Kim Jong-un has always insisted no North Korean has been infected (Image: KCNA VIA KNS/AFP via Getty Image)

North Korea's coronavirus victims are being left to starve to death in secret quarantine camps as Kim Jong-un continues to hide the pandemic, according to reports.

The despot leader has always maintained not a single inhabitant of the Hermit Kingdom has contracted Covid-19, but one British ex-pat says the situation is "gravely serious".

Christian activist Tim Peters understands purpose-built isolation zones near the Chinese border are keeping desperate patients hidden and without proper medical care.

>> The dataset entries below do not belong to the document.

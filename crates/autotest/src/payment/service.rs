//! HTTP client for the payment gateway.

use super::models::{
    CreateOrderResponse, OrderParams, PaymentEndpoint, PaymentRequest, CHARSET_UTF8,
    SIGN_TYPE_MD5,
};
use crate::config::{self, ConfigManager};
use crate::data::{trade_expire_time, DataGenerator};
use crate::result::{AutomationError, AutomationResult};
use crate::signature::md5_sign;
use chrono::Local;
use serde_json::Value;
use std::collections::BTreeMap;
use std::sync::{Mutex, PoisonError};
use std::time::Duration;
use tracing::{debug, error, info, warn};

/// Per-request timeout
pub const REQUEST_TIMEOUT: Duration = Duration::from_secs(30);

const PREVIEW_LEN: usize = 500;

fn preview(body: &str) -> String {
    if body.chars().count() > PREVIEW_LEN {
        let cut: String = body.chars().take(PREVIEW_LEN).collect();
        format!("{cut}...")
    } else {
        body.to_string()
    }
}

/// Signed client for `/open/sign/paySign` and `/payment/unifiedorder`
#[derive(Debug)]
pub struct PaymentService {
    base_url: String,
    api_key: String,
    mch_id: Option<String>,
    device_info: Option<String>,
    client: reqwest::Client,
    data: Mutex<DataGenerator>,
}

impl PaymentService {
    /// Service using explicit values where given and the global configuration
    /// otherwise.
    ///
    /// # Errors
    ///
    /// See [`PaymentService::from_config`].
    pub fn new(base_url: Option<String>, api_key: Option<String>) -> AutomationResult<Self> {
        Self::from_config(&config::global::get(), base_url, api_key)
    }

    /// Service reading `api.base_url`, `api.payment.key`,
    /// `api.payment.mch_id` and `api.payment.device_info` from `config`.
    ///
    /// # Errors
    ///
    /// Returns `ConfigKey` when neither an argument nor the configuration
    /// supplies the base URL or key, and `Http` if the client cannot be built.
    pub fn from_config(
        config: &ConfigManager,
        base_url: Option<String>,
        api_key: Option<String>,
    ) -> AutomationResult<Self> {
        let base_url = match base_url.filter(|s| !s.is_empty()) {
            Some(url) => url,
            None => config.require_str("api.base_url").inspect_err(|_| {
                error!("payment base URL is not configured (api.base_url)");
            })?,
        };
        let api_key = match api_key.filter(|s| !s.is_empty()) {
            Some(key) => key,
            None => config.require_str("api.payment.key").inspect_err(|_| {
                error!("payment signing key is not configured (api.payment.key)");
            })?,
        };

        let optional = |key: &str| {
            let value = Some(config.get_str(key, "")).filter(|v| !v.is_empty());
            if value.is_none() {
                warn!(key, "payment setting not configured");
            }
            value
        };
        let mch_id = optional("api.payment.mch_id");
        let device_info = optional("api.payment.device_info");

        let client = reqwest::Client::builder()
            .timeout(REQUEST_TIMEOUT)
            .build()?;

        Ok(Self {
            base_url: base_url.trim_end_matches('/').to_string(),
            api_key,
            mch_id,
            device_info,
            client,
            data: Mutex::new(DataGenerator::new()),
        })
    }

    /// Replace the random source, e.g. with a seeded one
    #[must_use]
    pub fn with_data_generator(mut self, data: DataGenerator) -> Self {
        self.data = Mutex::new(data);
        self
    }

    /// Base URL without trailing slash
    #[must_use]
    pub fn base_url(&self) -> &str {
        &self.base_url
    }

    /// Merge generated common fields with `params`; values set in `params`
    /// win.
    pub fn prepare_request(&self, params: &OrderParams) -> PaymentRequest {
        let (nonce, trade_no) = {
            let mut data = self.data.lock().unwrap_or_else(PoisonError::into_inner);
            (data.nonce_str(), data.out_trade_no())
        };

        PaymentRequest {
            mch_id: params.mch_id.clone().or_else(|| self.mch_id.clone()),
            device_info: params.device_info.clone().or_else(|| self.device_info.clone()),
            nonce_str: params.nonce_str.clone().unwrap_or(nonce),
            out_trade_no: Some(params.out_trade_no.clone().unwrap_or(trade_no)),
            trade_expire_time: Some(
                params
                    .trade_expire_time
                    .clone()
                    .unwrap_or_else(|| trade_expire_time(&Local::now())),
            ),
            total_fee: params.total_fee,
            one_data: params.one_data.clone(),
            sub_appid: params.sub_appid.clone(),
            sub_openid: params.sub_openid.clone(),
            pay_type: params.pay_type.clone(),
            attach: params.attach.clone(),
            detail: params.detail.clone(),
            goods_detail: params.goods_detail.clone(),
            notify_url: params.notify_url.clone(),
            return_url: params.return_url.clone(),
            spbill_create_id: params.spbill_create_id.clone(),
            division_flag: params.division_flag.clone(),
            asyn_division_flag: params.asyn_division_flag.clone(),
            charset: params.charset.clone().unwrap_or_else(|| CHARSET_UTF8.to_string()),
            sign_type: params.sign_type.clone().unwrap_or_else(|| SIGN_TYPE_MD5.to_string()),
            app_key: None,
        }
    }

    /// Validate `request` for `endpoint`, convert it to wire form and add
    /// `sign`.
    ///
    /// # Errors
    ///
    /// Returns `Validation` for invalid input.
    pub fn signed_body(
        &self,
        request: &PaymentRequest,
        endpoint: PaymentEndpoint,
    ) -> AutomationResult<BTreeMap<String, Value>> {
        request.validate(endpoint).inspect_err(|e| {
            error!(endpoint = endpoint.path(), error = %e, "request parameters rejected");
        })?;
        let mut body = request.to_wire()?;
        let sign = md5_sign(&body, &self.api_key)?;
        debug!(endpoint = endpoint.path(), sign = %sign, "request signed");
        let _ = body.insert("sign".to_string(), Value::String(sign));
        Ok(body)
    }

    async fn post(
        &self,
        endpoint: PaymentEndpoint,
        body: &BTreeMap<String, Value>,
    ) -> AutomationResult<(reqwest::StatusCode, String)> {
        let url = format!("{}{}", self.base_url, endpoint.path());
        debug!(
            url = %url,
            body = %serde_json::to_string(body).unwrap_or_default(),
            "--> POST"
        );

        let response = self
            .client
            .post(&url)
            .json(body)
            .send()
            .await
            .map_err(|e| {
                error!(url = %url, error = %e, "request failed");
                AutomationError::api_request(format!("request to {} failed: {e}", endpoint.path()))
            })?;

        let status = response.status();
        let text = response.text().await.map_err(|e| {
            AutomationError::api_request(format!(
                "reading response from {} failed: {e}",
                endpoint.path()
            ))
        })?;
        debug!(status = status.as_u16(), body = %preview(&text), "<-- response");
        Ok((status, text))
    }

    /// Ask the gateway to sign `params`. The response body is the signature.
    ///
    /// # Errors
    ///
    /// - `Validation` for invalid input
    /// - `ApiRequest` for transport failures, non-2xx status (with the
    ///   status) or an empty body
    pub async fn get_payment_sign(&self, params: &OrderParams) -> AutomationResult<String> {
        let endpoint = PaymentEndpoint::PaySign;
        info!(endpoint = endpoint.path(), "requesting payment sign");

        let mut request = self.prepare_request(params);
        request.app_key = Some(self.api_key.clone());
        let body = self.signed_body(&request, endpoint)?;

        let (status, text) = self.post(endpoint, &body).await?;
        if !status.is_success() {
            error!(status = status.as_u16(), body = %preview(&text), "payment sign request rejected");
            return Err(AutomationError::ApiRequest {
                message: format!(
                    "{} returned status {}: {}",
                    endpoint.path(),
                    status.as_u16(),
                    preview(&text)
                ),
                status: Some(status.as_u16()),
            });
        }

        let sign = text.trim();
        if sign.is_empty() {
            error!("payment sign response was empty");
            return Err(AutomationError::api_request(format!(
                "{} returned an empty body",
                endpoint.path()
            )));
        }
        info!(sign_prefix = %sign.chars().take(10).collect::<String>(), "payment sign received");
        Ok(sign.to_string())
    }

    /// Place a unified order. Any HTTP status is accepted; the body must be a
    /// valid [`CreateOrderResponse`].
    ///
    /// # Errors
    ///
    /// - `Validation` for invalid input
    /// - `ApiRequest` for transport failures
    /// - `ApiResponse` if the body is not JSON or fails validation
    pub async fn create_unified_order(
        &self,
        params: &OrderParams,
    ) -> AutomationResult<CreateOrderResponse> {
        let endpoint = PaymentEndpoint::UnifiedOrder;
        info!(endpoint = endpoint.path(), "creating unified order");

        let request = self.prepare_request(params);
        let body = self.signed_body(&request, endpoint)?;

        let (status, text) = self.post(endpoint, &body).await?;
        info!(status = status.as_u16(), "unified order response received");

        let json: Value = serde_json::from_str(&text).map_err(|e| {
            error!(body = %preview(&text), "response is not JSON");
            AutomationError::api_response(format!("response is not valid JSON: {e}"))
        })?;

        let response = CreateOrderResponse::from_json(json.clone()).map_err(|e| {
            error!(body = %json, error = %e, "response failed validation");
            AutomationError::api_response(format!("response failed validation: {e}"))
        })?;
        info!(
            return_code = %response.return_code,
            result_code = ?response.result_code,
            "unified order validated"
        );
        Ok(response)
    }
}

#[cfg(test)]
#[allow(clippy::unwrap_used, clippy::expect_used)]
mod tests {
    use super::*;
    use crate::payment::models::OneData;

    fn configured() -> ConfigManager {
        let mut config = ConfigManager::empty();
        config.set("api.base_url", "https://pay.test/");
        config.set("api.payment.key", "secret");
        config.set("api.payment.mch_id", "1900000109");
        config.set("api.payment.device_info", "WEB");
        config
    }

    fn params() -> OrderParams {
        OrderParams::new(
            100,
            OneData::default(),
            "WECHAT_JSAPI",
            "https://pay.test/notify",
            "10.0.0.1",
        )
    }

    #[test]
    fn test_from_config() {
        let service = PaymentService::from_config(&configured(), None, None).unwrap();
        assert_eq!(service.base_url(), "https://pay.test");
        assert_eq!(service.mch_id.as_deref(), Some("1900000109"));
    }

    #[test]
    fn test_arguments_override_config() {
        let service = PaymentService::from_config(
            &configured(),
            Some("http://127.0.0.1:9000".into()),
            Some("k2".into()),
        )
        .unwrap();
        assert_eq!(service.base_url(), "http://127.0.0.1:9000");
        assert_eq!(service.api_key, "k2");
    }

    #[test]
    fn test_missing_base_url_or_key() {
        let mut config = ConfigManager::empty();
        config.set("api.payment.key", "secret");
        let err = PaymentService::from_config(&config, None, None).unwrap_err();
        assert!(matches!(err, AutomationError::ConfigKey { ref key } if key == "api.base_url"));

        let err = PaymentService::from_config(&ConfigManager::empty(), Some("https://p.test".into()), None)
            .unwrap_err();
        assert!(matches!(err, AutomationError::ConfigKey { ref key } if key == "api.payment.key"));
    }

    #[test]
    fn test_missing_merchant_is_only_a_warning() {
        let mut config = ConfigManager::empty();
        config.set("api.base_url", "https://pay.test");
        config.set("api.payment.key", "secret");
        let service = PaymentService::from_config(&config, None, None).unwrap();
        let request = service.prepare_request(&params());
        assert_eq!(request.mch_id, None);
        assert!(service
            .signed_body(&request, PaymentEndpoint::UnifiedOrder)
            .is_err());
    }

    #[test]
    fn test_prepare_request_fills_and_overrides() {
        let service = PaymentService::from_config(&configured(), None, None)
            .unwrap()
            .with_data_generator(DataGenerator::seeded(11));
        let mut p = params();
        p.device_info = Some("POS".into());
        p.out_trade_no = Some("ORDER-12345".into());

        let request = service.prepare_request(&p);
        assert_eq!(request.mch_id.as_deref(), Some("1900000109"));
        assert_eq!(request.device_info.as_deref(), Some("POS"));
        assert_eq!(request.out_trade_no.as_deref(), Some("ORDER-12345"));
        assert_eq!(request.nonce_str.len(), 32);
        assert_eq!(request.trade_expire_time.as_ref().map(String::len), Some(14));
        assert_eq!(request.charset, "UTF-8");
        assert_eq!(request.sign_type, "MD5");
    }

    #[test]
    fn test_signed_body_signs_without_app_key() {
        let service = PaymentService::from_config(&configured(), None, None).unwrap();
        let mut request = service.prepare_request(&params());
        request.app_key = Some("secret".into());
        let body = service
            .signed_body(&request, PaymentEndpoint::PaySign)
            .unwrap();

        let mut unsigned = body.clone();
        let sign = unsigned.remove("sign").unwrap();
        let _ = unsigned.remove("appKey");
        assert_eq!(sign, Value::String(md5_sign(&unsigned, "secret").unwrap()));
        assert_eq!(body["appKey"], Value::String("secret".into()));
    }

    #[test]
    fn test_preview_truncates() {
        let long = "x".repeat(600);
        assert_eq!(preview(&long).len(), 503);
        assert_eq!(preview("short"), "short");
    }
}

Mr Peters, who runs Helping Hands Korea in Seoul, said the families of those struck down with the virus are having to try and smuggle food into the hidden camps.

He told the South China Morning Post he was "alarmed" to learn Kim's government is "providing absolutely minimal or no food or medicine to those who are interred there".

"So, it’s up to the families of the quarantined citizens to come to the edge of the camps and bring food to keep [them] alive along with whatever health-related aids that they can muster."

But much of the medication is simply herbal home remedies, while many inmates have already died, Mr Peters said he has been told by sources.

Meanwhile, pastor David Lee, who helps North Korean defectors in Seoul, said Covid has been disregarded by Kim's regime as a "ghost disease", while worryingly officials have no system for tracking the spread.

He has described how many of those showing symptoms are being "boarded up in their homes" and left to starve.

At an event to mark the 75th anniversary of the founding of the North Korean Workers' Party last month, Kim thanked thousands of troops for helping to supposedly prevent the virus reaching the country.

He again repeated that not a single citizen had been infected.

Whether or not this is true, the North Korean economy has been hit hard by the worldwide pandemic after it closed its borders.

This is on top of the international sanctions imposed over its nuclear weapons and ballistic missile programmes.

The UN estimates 40 percent of the country's population face food shortages.